On today's call, George Elston, our CFO, will discuss financial results for the second quarter and the first half of this year and then Nikin Patel, our COO, will discuss operations and give an update on Juniper's R&D program. After that, we will be opening up the call to take your questions.
Thanks Alicia and good morning everyone. Continuing from the momentum of Q1, our core business performance continued to be strong in the second quarter of 2016. Total net revenues increased 16% year-over-year to $11.9 million. The $1.7 million increase over the same quarter last year reflects the ongoing strong performance by both our CRINONE franchise outside of the U.S. and our Juniper Pharma Services business in the U.K.
Product revenues from sales of CRINONE to our partner Merck KGaA increased 15% over the second quarter of 2015 to $7.6 million. This was driven by end market growth in key markets supported by new market sales in the EU countries where CRINONE was approved last summer.

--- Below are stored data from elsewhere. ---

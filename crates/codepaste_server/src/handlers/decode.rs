//! Request-body decoding shared by all POST handlers.
//!
//! Bodies are parsed from raw bytes rather than through `axum::Json`, so a
//! missing or non-JSON `Content-Type` is not a rejection on its own. Clients
//! in the wild post JSON without setting the header.

use crate::AppError;
use serde::de::DeserializeOwned;

/// Decode a JSON request body, mapping failures to a validation error.
pub(super) fn decode_json<T: DeserializeOwned>(
    body: &[u8],
    what: &'static str,
) -> Result<T, AppError> {
    serde_json::from_slice(body).map_err(|err| {
        tracing::warn!("Could not parse {} request: {}", what, err);
        AppError::BadRequest(format!("Malformed {} request: {}", what, err))
    })
}

#[cfg(test)]
mod tests {
    use super::decode_json;
    use crate::AppError;

    #[test]
    fn decodes_json_string_bodies() {
        let name: String = decode_json(br#""alice""#, "register").expect("json string");
        assert_eq!(name, "alice");
    }

    #[test]
    fn malformed_bodies_become_bad_requests() {
        let bodies: [&[u8]; 4] = [b"", b"alice", b"{\"name\":", b"42"];
        for body in bodies {
            let result = decode_json::<String>(body, "register");
            match result {
                Err(AppError::BadRequest(message)) => {
                    assert!(message.starts_with("Malformed register request"))
                }
                other => panic!("body {:?} should be rejected, got {:?}", body, other),
            }
        }
    }
}
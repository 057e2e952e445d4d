//! Application error types for core registry, store, and service logic.
use thiserror::Error;

/// Top-level application error type.
#[derive(Error, Debug, Clone, PartialEq, Eq)]
pub enum AppError {
    #[error("Name already taken: {0}")]
    NameTaken(String),

    #[error("Not found")]
    NotFound,

    #[error("Bad request: {0}")]
    BadRequest(String),

    #[error("Randomness source unavailable: {0}")]
    RandomnessUnavailable(String),

    #[error("No free retrieval code after {attempts} attempts")]
    CodeSpaceExhausted { attempts: usize },

    #[error("Storage error: {0}")]
    Poisoned(&'static str),
}

impl AppError {
    /// Whether this error is an environment fault rather than a caller mistake.
    ///
    /// # Returns
    /// `true` for randomness failures, code-space exhaustion, and poisoned locks.
    pub fn is_internal(&self) -> bool {
        matches!(
            self,
            Self::RandomnessUnavailable(_) | Self::CodeSpaceExhausted { .. } | Self::Poisoned(_)
        )
    }
}

#[cfg(test)]
mod tests {
    use super::AppError;

    #[test]
    fn internal_classification_separates_faults_from_rejections() {
        assert!(AppError::RandomnessUnavailable("no entropy".to_string()).is_internal());
        assert!(AppError::CodeSpaceExhausted { attempts: 10 }.is_internal());
        assert!(AppError::Poisoned("paste store").is_internal());

        assert!(!AppError::NotFound.is_internal());
        assert!(!AppError::NameTaken("alice".to_string()).is_internal());
        assert!(!AppError::BadRequest("empty code".to_string()).is_internal());
    }

    #[test]
    fn exhaustion_message_names_attempt_count() {
        let err = AppError::CodeSpaceExhausted { attempts: 3 };
        assert_eq!(err.to_string(), "No free retrieval code after 3 attempts");
    }
}
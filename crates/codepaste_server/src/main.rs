//! Headless API server entrypoint.

use codepaste_server::{config::env_flag_enabled, serve_router, AppState, Config, DEFAULT_PORT};
use tracing_subscriber::{layer::SubscriberExt, util::SubscriberInitExt};

#[derive(Debug, Default, Clone, Copy, PartialEq, Eq)]
struct CliFlags {
    help: bool,
}

fn parse_cli_flags(args: &[String]) -> anyhow::Result<CliFlags> {
    let mut flags = CliFlags::default();
    for arg in args.iter().skip(1) {
        match arg.as_str() {
            "--help" | "-h" => flags.help = true,
            value if value.starts_with('-') => {
                anyhow::bail!(
                    "Unknown option: '{}'. Use --help to see supported options.",
                    value
                );
            }
            value => {
                anyhow::bail!(
                    "Unexpected positional argument: '{}'. Use --help to see supported options.",
                    value
                );
            }
        }
    }
    Ok(flags)
}

#[tokio::main]
async fn main() -> anyhow::Result<()> {
    tracing_subscriber::registry()
        .with(
            tracing_subscriber::EnvFilter::try_from_default_env().unwrap_or_else(|_| {
                "codepaste=info,codepaste_core=info,codepaste_server=info,tower_http=warn".into()
            }),
        )
        .with(tracing_subscriber::fmt::layer())
        .init();

    let args: Vec<String> = std::env::args().collect();
    let cli_flags = parse_cli_flags(&args)?;

    if cli_flags.help {
        print_help();
        return Ok(());
    }

    let config = Config::from_env();
    tracing::debug!(?config, "Loaded configuration");
    let state = AppState::new(config.clone());

    let allow_public = env_flag_enabled("ALLOW_PUBLIC_ACCESS");
    if allow_public {
        tracing::warn!("Public access enabled - server will accept requests from any origin");
    }

    let bind_addr = codepaste_server::resolve_bind_address(&config, allow_public);
    if !bind_addr.ip().is_loopback() {
        tracing::warn!(
            "Binding to non-localhost address: {} - ensure proper security measures are in place",
            bind_addr
        );
    }

    let listener = tokio::net::TcpListener::bind(bind_addr).await?;
    let actual_addr = listener.local_addr().unwrap_or(bind_addr);
    tracing::info!("CodePaste running at http://{}", actual_addr);

    serve_router(listener, state, allow_public, shutdown_signal()).await?;
    tracing::info!("CodePaste stopped; in-memory pastes discarded");

    Ok(())
}

fn print_help() {
    println!("CodePaste Server\n");
    println!("Usage: codepaste [OPTIONS]\n");
    println!("Options:");
    println!("  --help            Show this help message");
    println!("\nEnvironment variables:");
    println!(
        "  PORT                   Server port (default: {})",
        DEFAULT_PORT
    );
    println!("  CODE_MAX_ATTEMPTS      Code generation attempts per paste (default: 10)");
    println!("  NAME_MIN_LEN           Minimum user name length (default: 1)");
    println!("  NAME_MAX_LEN           Maximum user name length (default: unbounded)");
    println!("  NAME_ALLOW_WHITESPACE  Allow whitespace in user names (default: true)");
    println!("  ALLOW_PUBLIC_ACCESS    Allow CORS from any origin and non-loopback binds");
    println!(
        "  BIND                   Override bind address (e.g. 0.0.0.0:{})",
        DEFAULT_PORT
    );
    println!("  RUST_LOG               Log filter (default: codepaste=info)");
}

async fn shutdown_signal() {
    let ctrl_c = async {
        if let Err(err) = tokio::signal::ctrl_c().await {
            tracing::error!("Failed to listen for Ctrl+C: {}", err);
            std::future::pending::<()>().await;
        }
    };

    #[cfg(unix)]
    let terminate = async {
        match tokio::signal::unix::signal(tokio::signal::unix::SignalKind::terminate()) {
            Ok(mut signal) => {
                signal.recv().await;
            }
            Err(err) => {
                tracing::error!("Failed to install SIGTERM handler: {}", err);
                std::future::pending::<()>().await;
            }
        }
    };

    #[cfg(not(unix))]
    let terminate = std::future::pending::<()>();

    tokio::select! {
        _ = ctrl_c => {},
        _ = terminate => {},
    }
    tracing::info!("Shutdown signal received");
}

#[cfg(test)]
mod tests {
    use super::{parse_cli_flags, CliFlags};

    #[test]
    fn parse_cli_flags_rejects_unknown_and_positional_arguments() {
        let cases = [
            (
                vec!["codepaste".to_string(), "--prot".to_string()],
                "Unknown option",
            ),
            (
                vec!["codepaste".to_string(), "serve".to_string()],
                "Unexpected positional argument",
            ),
        ];

        for (args, expected_fragment) in cases {
            let err = parse_cli_flags(&args).expect_err("invalid args should be rejected");
            assert!(err.to_string().contains(expected_fragment));
        }
    }

    #[test]
    fn parse_cli_flags_accepts_help() {
        for flag in ["--help", "-h"] {
            let args = vec!["codepaste".to_string(), flag.to_string()];
            let flags = parse_cli_flags(&args).expect("help should parse");
            assert_eq!(flags, CliFlags { help: true });
        }
        let bare = parse_cli_flags(&["codepaste".to_string()]).expect("no args");
        assert_eq!(bare, CliFlags::default());
    }
}
//! Paste-related data models.

use crate::AppError;
use serde::{Deserialize, Serialize};
use std::fmt;
use std::str::FromStr;

/// How clients should interpret a paste body.
#[derive(Debug, Clone, Copy, PartialEq, Eq, Hash, Serialize, Deserialize)]
#[serde(rename_all = "lowercase")]
pub enum PasteKind {
    /// UTF-8 text, usually a JSON-encoded string.
    #[serde(alias = "-t")]
    Text,
    /// Raw file bytes.
    #[serde(alias = "-f")]
    File,
}

impl PasteKind {
    /// Wire name used in responses.
    pub fn as_str(self) -> &'static str {
        match self {
            Self::Text => "text",
            Self::File => "file",
        }
    }
}

impl fmt::Display for PasteKind {
    fn fmt(&self, f: &mut fmt::Formatter<'_>) -> fmt::Result {
        f.write_str(self.as_str())
    }
}

impl FromStr for PasteKind {
    type Err = AppError;

    /// Accepts `text`/`file` (any case) and the short flags `-t`/`-f`.
    fn from_str(value: &str) -> Result<Self, Self::Err> {
        match value.trim().to_ascii_lowercase().as_str() {
            "text" | "-t" => Ok(Self::Text),
            "file" | "-f" => Ok(Self::File),
            other => Err(AppError::BadRequest(format!(
                "Unrecognized paste kind '{}'",
                other
            ))),
        }
    }
}

/// One stored upload.
///
/// Serialized with the field names clients already send (`user`, `type`,
/// `uploadBody`); the body travels as standard padded base64.
#[derive(Debug, Clone, PartialEq, Eq, Serialize, Deserialize)]
pub struct PasteRecord {
    #[serde(rename = "user", alias = "owner")]
    pub owner: String,
    #[serde(rename = "type", alias = "kind")]
    pub kind: PasteKind,
    #[serde(rename = "uploadBody", alias = "body", with = "base64_body")]
    pub body: Vec<u8>,
}

impl PasteRecord {
    /// Create a record from its parts.
    pub fn new(owner: impl Into<String>, kind: PasteKind, body: Vec<u8>) -> Self {
        Self {
            owner: owner.into(),
            kind,
            body,
        }
    }
}

/// Request payload for storing a paste.
///
/// `kind` stays a string here so that an unknown value is reported as a
/// validation error by the service instead of a generic decode failure.
/// A `size` field sent by older clients is ignored.
#[derive(Debug, Clone, Deserialize)]
pub struct UploadRequest {
    #[serde(default, rename = "user", alias = "owner")]
    pub owner: Option<String>,
    #[serde(rename = "type", alias = "kind")]
    pub kind: String,
    #[serde(
        default,
        rename = "uploadBody",
        alias = "body",
        deserialize_with = "base64_body::deserialize_optional"
    )]
    pub body: Option<Vec<u8>>,
}

impl UploadRequest {
    /// Build a request in-process, without going through JSON.
    pub fn new(owner: Option<&str>, kind: PasteKind, body: Vec<u8>) -> Self {
        Self {
            owner: owner.map(str::to_string),
            kind: kind.as_str().to_string(),
            body: Some(body),
        }
    }
}

/// Serde adapters for byte bodies carried as base64 strings.
pub mod base64_body {
    use base64::{engine::general_purpose::STANDARD as BASE64, Engine};
    use serde::{de::Error as _, Deserialize, Deserializer, Serializer};

    /// Encode bytes as a base64 string.
    pub fn serialize<S: Serializer>(bytes: &[u8], serializer: S) -> Result<S::Ok, S::Error> {
        serializer.serialize_str(&BASE64.encode(bytes))
    }

    /// Decode a base64 string into bytes.
    pub fn deserialize<'de, D: Deserializer<'de>>(deserializer: D) -> Result<Vec<u8>, D::Error> {
        let encoded = String::deserialize(deserializer)?;
        BASE64.decode(encoded.as_bytes()).map_err(D::Error::custom)
    }

    /// Decode an optional base64 string; JSON `null` maps to `None`.
    pub fn deserialize_optional<'de, D: Deserializer<'de>>(
        deserializer: D,
    ) -> Result<Option<Vec<u8>>, D::Error> {
        let encoded = Option::<String>::deserialize(deserializer)?;
        encoded
            .map(|value| BASE64.decode(value.as_bytes()).map_err(D::Error::custom))
            .transpose()
    }
}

Juniper Pharma Services revenues were up 24% over the second quarter of 2015 as strong customer volume continued as well as larger scope and value programs within our service offerings. On a local currency basis, Juniper Pharma Services revenue increased 33% year-over-year, which was dampened by the strength of the U.S. dollar versus the British pound. Our royalty revenues from Allergan's sales of CRINONE in the U.S. were essentially unchanged versus the second quarter of 2015.
Gross profit rose to $5.4 million versus $4.6 million in the prior year. Gross profit as a percentage of total revenues increased slightly to 46% for the second quarter of 2016 compared to 45% last year. Total operating expenses increased by $2.2 million to $7.2 million in the second quarter of 2016 and this includes a $1.4 million increase in R&D spending, which was largely driven by cost of our Phase 2b critical trials of COL-1077. We recently announced on-time completion of enrollment and we continue to expect to report topline results from the trial this quarter.
The $700,000 increase in G&A cost was primarily driven by the creation of an internal business development function this year, along with costs associated with CEO succession and organizational growth. Sales and marketing costs increased by $100,000, reflecting continued investment in the U.S. by Juniper Pharma Services.
Turning to results for the first half of 2016. Total net revenues increased 29% to $24 million and gross profit increased to $11.2 million with a gross margin of 53%. Operating expenses increased to $12.7 million in the first half of 2016 driven mainly by higher R&D and G&A costs, which increased $1.8 million and $1.6 million, respectively, over the first half 2015 levels. Cash and cash equivalents were $13 million as of June 30, 2016. The modest decline in cash from Q1 was primarily due to capital expenditures during the quarter as our core business continues to generate cash to support our operations and R&D activities.
Based on our very strong year-to-date revenue growth coupled with our expectations for the second half of the year, including planned CRINONE shipments to Merck mitigated by the projected effects of the Brexit on currency translation, we now anticipate full year revenue growth at least in low-teen percentage range as compared to 2015 revenue of $37.6 million.
With that, I will turn the call over to Nikin.
Thanks George and good morning everyone. Our strategic focus is to build the pipeline of valuable products in women's health while continuing to grow our core business. The team at Juniper Pharma Services or JPS, as I call it, is providing key support across these efforts.
Beginning with the CRINONE product manufacturing, our JPS team manages the ex-U.S. CRINONE supply chain for our partner Merck KGaA. Our CRINONE production has doubled over the last three years and we expect it will continue to be a robust revenue source for Juniper in the coming years, thanks to Merck's ongoing initiative driving product uptake in key markets. Outside of the U.S., CRINONE continues to grow, benefiting from organic growth in key markets as well as approvals and entry into new markets. These include the nine EU countries where CRINONE was approved last year and Japan where the product was recently approved under OneCrinone brand. We expect Merck will launch in Japan this fall and we are currently in the process of shipping our first batch of CRINONE to support their efforts there.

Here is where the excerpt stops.